In 1998, the BBC reported that four card players at a whist club in Bucklesham, Suffolk, had each been dealt one suit from a shuffled deck. Hilda Golding found herself holding 13 clubs, Hazel Ruffles held 13 diamonds, and Alison Chivers held 13 hearts (and won, as this was trumps). The dummy hand, face down on the table, held 13 spades.
Though there were 55 people in the village hall at the time, some of whom claimed to have witnessed the event, it’s vastly more likely that this was some misunderstanding or a false report. In 1939 Horace Norton of University College London calculated the odds of such a deal arising naturally to be 1 in 2,235,197,406,895,366,368,301,599,999.
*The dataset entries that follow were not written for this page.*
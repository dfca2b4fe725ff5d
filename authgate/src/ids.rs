//! ID types for tenants and timelines.
//!
//! This module provides newtype wrappers for tenant and timeline IDs,
//! ensuring type safety and providing hex parsing and display.
//!
//! # Invariants
//!
//! - Every ID is exactly 16 bytes.
//! - The textual form is always 32 lowercase hex characters.

use std::fmt;
use std::str::FromStr;

use serde::{Deserialize, Deserializer, Serialize, Serializer};

/// Number of bytes in a tenant or timeline ID.
pub const ID_LEN: usize = 16;

/// Error returned when an ID string cannot be parsed.
#[derive(Debug, Clone, PartialEq, Eq)]
pub enum IdParseError {
    /// The string does not have exactly 32 characters.
    InvalidLength(usize),
    /// The string contains a character that is not a hex digit.
    InvalidCharacter(char),
}

impl fmt::Display for IdParseError {
    fn fmt(&self, f: &mut fmt::Formatter<'_>) -> fmt::Result {
        match self {
            Self::InvalidLength(len) => {
                write!(f, "expected {} hex characters, got {len}", ID_LEN * 2)
            }
            Self::InvalidCharacter(c) => write!(f, "invalid hex character {c:?}"),
        }
    }
}

impl std::error::Error for IdParseError {}

fn decode_hex(s: &str) -> Result<[u8; ID_LEN], IdParseError> {
    let mut bytes = [0u8; ID_LEN];
    hex::decode_to_slice(s, &mut bytes).map_err(|e| match e {
        hex::FromHexError::InvalidHexCharacter { c, .. } => IdParseError::InvalidCharacter(c),
        hex::FromHexError::OddLength | hex::FromHexError::InvalidStringLength => {
            IdParseError::InvalidLength(s.chars().count())
        }
    })?;
    Ok(bytes)
}

macro_rules! hex_id {
    ($(#[$meta:meta])* $name:ident) => {
        $(#[$meta])*
        #[derive(Clone, Copy, PartialEq, Eq, Hash, PartialOrd, Ord, Default)]
        pub struct $name(pub [u8; ID_LEN]);

        impl $name {
            /// Generate a random ID.
            #[must_use]
            pub fn generate() -> Self {
                Self(rand::random())
            }

            /// Get the underlying byte array.
            #[must_use]
            pub const fn as_bytes(&self) -> &[u8; ID_LEN] {
                &self.0
            }
        }

        impl fmt::Display for $name {
            fn fmt(&self, f: &mut fmt::Formatter<'_>) -> fmt::Result {
                f.write_str(&hex::encode(self.0))
            }
        }

        impl fmt::Debug for $name {
            fn fmt(&self, f: &mut fmt::Formatter<'_>) -> fmt::Result {
                write!(f, "{}({self})", stringify!($name))
            }
        }

        impl FromStr for $name {
            type Err = IdParseError;

            fn from_str(s: &str) -> Result<Self, Self::Err> {
                decode_hex(s).map(Self)
            }
        }

        impl From<[u8; ID_LEN]> for $name {
            fn from(bytes: [u8; ID_LEN]) -> Self {
                Self(bytes)
            }
        }

        impl Serialize for $name {
            fn serialize<S: Serializer>(&self, serializer: S) -> Result<S::Ok, S::Error> {
                serializer.collect_str(self)
            }
        }

        impl<'de> Deserialize<'de> for $name {
            fn deserialize<D: Deserializer<'de>>(deserializer: D) -> Result<Self, D::Error> {
                let s = String::deserialize(deserializer)?;
                s.parse().map_err(serde::de::Error::custom)
            }
        }
    };
}

hex_id!(
    /// A tenant identifier.
    ///
    /// Tenants are the isolation boundary that tokens must never cross.
    TenantId
);

hex_id!(
    /// A timeline identifier.
    ///
    /// Timelines belong to a tenant. Their IDs are random, and the auth layer
    /// never looks at them when making a decision.
    TimelineId
);

/// A timeline together with the tenant that owns it.
#[derive(Debug, Clone, Copy, PartialEq, Eq, Hash)]
pub struct TenantTimelineId {
    pub tenant_id: TenantId,
    pub timeline_id: TimelineId,
}

impl TenantTimelineId {
    #[must_use]
    pub const fn new(tenant_id: TenantId, timeline_id: TimelineId) -> Self {
        Self {
            tenant_id,
            timeline_id,
        }
    }
}

impl fmt::Display for TenantTimelineId {
    fn fmt(&self, f: &mut fmt::Formatter<'_>) -> fmt::Result {
        write!(f, "{}/{}", self.tenant_id, self.timeline_id)
    }
}

#[cfg(test)]
mod tests {
    use super::*;

    #[test]
    fn test_tenant_id_display_is_lowercase_hex() {
        let id = TenantId([0xab; ID_LEN]);
        assert_eq!(id.to_string(), "abababababababababababababababab");
    }

    #[test]
    fn test_tenant_id_parse_display_agree() {
        let text = "0123456789abcdef0123456789abcdef";
        let id: TenantId = text.parse().expect("valid id");
        assert_eq!(id.to_string(), text);
        assert_eq!(id.as_bytes()[0], 0x01);
        assert_eq!(id.as_bytes()[15], 0xef);
    }

    #[test]
    fn test_parse_accepts_uppercase() {
        let id: TimelineId = "ABCDEF00000000000000000000000000".parse().expect("valid id");
        assert_eq!(id.to_string(), "abcdef00000000000000000000000000");
    }

    #[test]
    fn test_parse_rejects_wrong_length() {
        let result = "abc".parse::<TenantId>();
        assert_eq!(result, Err(IdParseError::InvalidLength(3)));
    }

    #[test]
    fn test_parse_rejects_non_hex() {
        let result = "zz000000000000000000000000000000".parse::<TenantId>();
        assert_eq!(result, Err(IdParseError::InvalidCharacter('z')));
    }

    #[test]
    fn test_parse_rejects_multibyte_characters() {
        // non-ASCII input never decodes
        let result = "é0000000000000000000000000000000".parse::<TenantId>();
        assert!(result.is_err());
    }

    #[test]
    fn test_parse_rejects_odd_length() {
        let result = "0123456789abcdef0123456789abcde".parse::<TimelineId>();
        assert_eq!(result, Err(IdParseError::InvalidLength(31)));
    }

    #[test]
    fn test_generated_ids_differ() {
        assert_ne!(TenantId::generate(), TenantId::generate());
    }

    #[test]
    fn test_ttid_display() {
        let ttid = TenantTimelineId::new(TenantId([1; ID_LEN]), TimelineId([2; ID_LEN]));
        assert_eq!(
            ttid.to_string(),
            "01010101010101010101010101010101/02020202020202020202020202020202"
        );
    }
}
//! Tokens from one installation are worthless in another.

use axum::http::StatusCode;

use crate::e2e_tests::helpers::*;
use crate::error::AuthError;
use crate::ids::TenantId;
use crate::scope::{Component, Resource, Scope};

#[test]
fn test_foreign_token_is_invalid_not_unauthorized() {
    let ours = Installation::new();
    let theirs = Installation::new();
    let token = theirs.token(&Scope::FullAccess);

    let result = ours.gate(Component::Pageserver).check(Some(token.expose()), &Resource::AdminApi);
    assert!(matches!(result, Err(AuthError::InvalidToken(_))));
}

#[tokio::test]
async fn test_foreign_token_over_http_is_401() {
    let ours = Installation::new();
    let theirs = Installation::new();
    let tenant = TenantId::generate();
    let token = theirs.token(&Scope::Tenant(tenant));

    let (status, _) = get_with_token(
        ours.router(Component::Safekeeper),
        &wal_uri(timeline_of(tenant)),
        &token,
    )
    .await;
    assert_eq!(status, StatusCode::UNAUTHORIZED);
}
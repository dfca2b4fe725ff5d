//! Common helpers for end-to-end tests.

use std::sync::Arc;

use axum::Router;
use axum::body::{Body, to_bytes};
use axum::http::{Request, StatusCode, header::AUTHORIZATION};
use tower::ServiceExt;

use crate::gate::{AuthGate, AuthPosture};
use crate::http::router;
use crate::ids::{TenantId, TenantTimelineId, TimelineId};
use crate::keys::{SigningKey, VerificationKey, generate};
use crate::scope::{Component, Scope};
use crate::token::{Token, issue};

/// One installation: the issuing authority's key and the public key every
/// component receives.
pub struct Installation {
    pub private_key: SigningKey,
    pub public_key: VerificationKey,
}

impl Installation {
    /// Create a new installation with a fresh key pair.
    #[must_use]
    pub fn new() -> Self {
        #[allow(clippy::expect_used)]
        let (private_key, public_key) = generate().expect("Failed to generate keys").into_parts();
        Self {
            private_key,
            public_key,
        }
    }

    /// Mint a token for `scope`.
    #[must_use]
    pub fn token(&self, scope: &Scope) -> Token {
        #[allow(clippy::expect_used)]
        issue(&self.private_key, scope).expect("Failed to issue token")
    }

    /// An enforcing gate for `component`.
    #[must_use]
    pub fn gate(&self, component: Component) -> AuthGate {
        AuthGate::new(
            component,
            AuthPosture::from_public_key(Some(self.public_key.clone())),
        )
    }

    /// The HTTP router of an enforcing `component`.
    #[must_use]
    pub fn router(&self, component: Component) -> Router {
        router(Arc::new(self.gate(component)))
    }
}

/// A fresh timeline of `tenant_id`.
#[must_use]
pub fn timeline_of(tenant_id: TenantId) -> TenantTimelineId {
    TenantTimelineId::new(tenant_id, TimelineId::generate())
}

/// URI of the timeline data endpoint.
#[must_use]
pub fn wal_uri(ttid: TenantTimelineId) -> String {
    format!(
        "/v1/tenant/{}/timeline/{}/wal",
        ttid.tenant_id, ttid.timeline_id
    )
}

/// Send a GET request with an optional raw `Authorization` header value.
pub async fn get(router: Router, uri: &str, authorization: Option<&str>) -> (StatusCode, String) {
    let mut request = Request::builder().method("GET").uri(uri);
    if let Some(value) = authorization {
        request = request.header(AUTHORIZATION, value);
    }
    #[allow(clippy::expect_used)]
    let request = request.body(Body::empty()).expect("Failed to build request");

    #[allow(clippy::expect_used)]
    let response = router.oneshot(request).await.expect("Router is infallible");
    let status = response.status();

    #[allow(clippy::expect_used)]
    let body = to_bytes(response.into_body(), usize::MAX)
        .await
        .expect("Failed to read body");
    (status, String::from_utf8_lossy(&body).into_owned())
}

/// Send a GET request presenting `token` as a bearer credential.
pub async fn get_with_token(router: Router, uri: &str, token: &Token) -> (StatusCode, String) {
    let header = format!("Bearer {}", token.expose());
    get(router, uri, Some(&header)).await
}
In The Mathematics of Games (2013), John D. Beasley writes, “A typical evening’s bridge comprises perhaps twenty deals, so a once-a-week player must play for over one hundred million years to have an even chance of receiving a thirteen-card suit. If ten million players are active once a week, a hand containing a thirteen-card suit may be expected about once every fifteen years, but it is still extremely unlikely that a genuine deal will produce four such hands.”
(Martin Gardner points out somewhere that anecdotal reports of four perfect hands are strangely more frequent than reports of two perfect hands, which is more likely — though, I guess, less newsworthy.)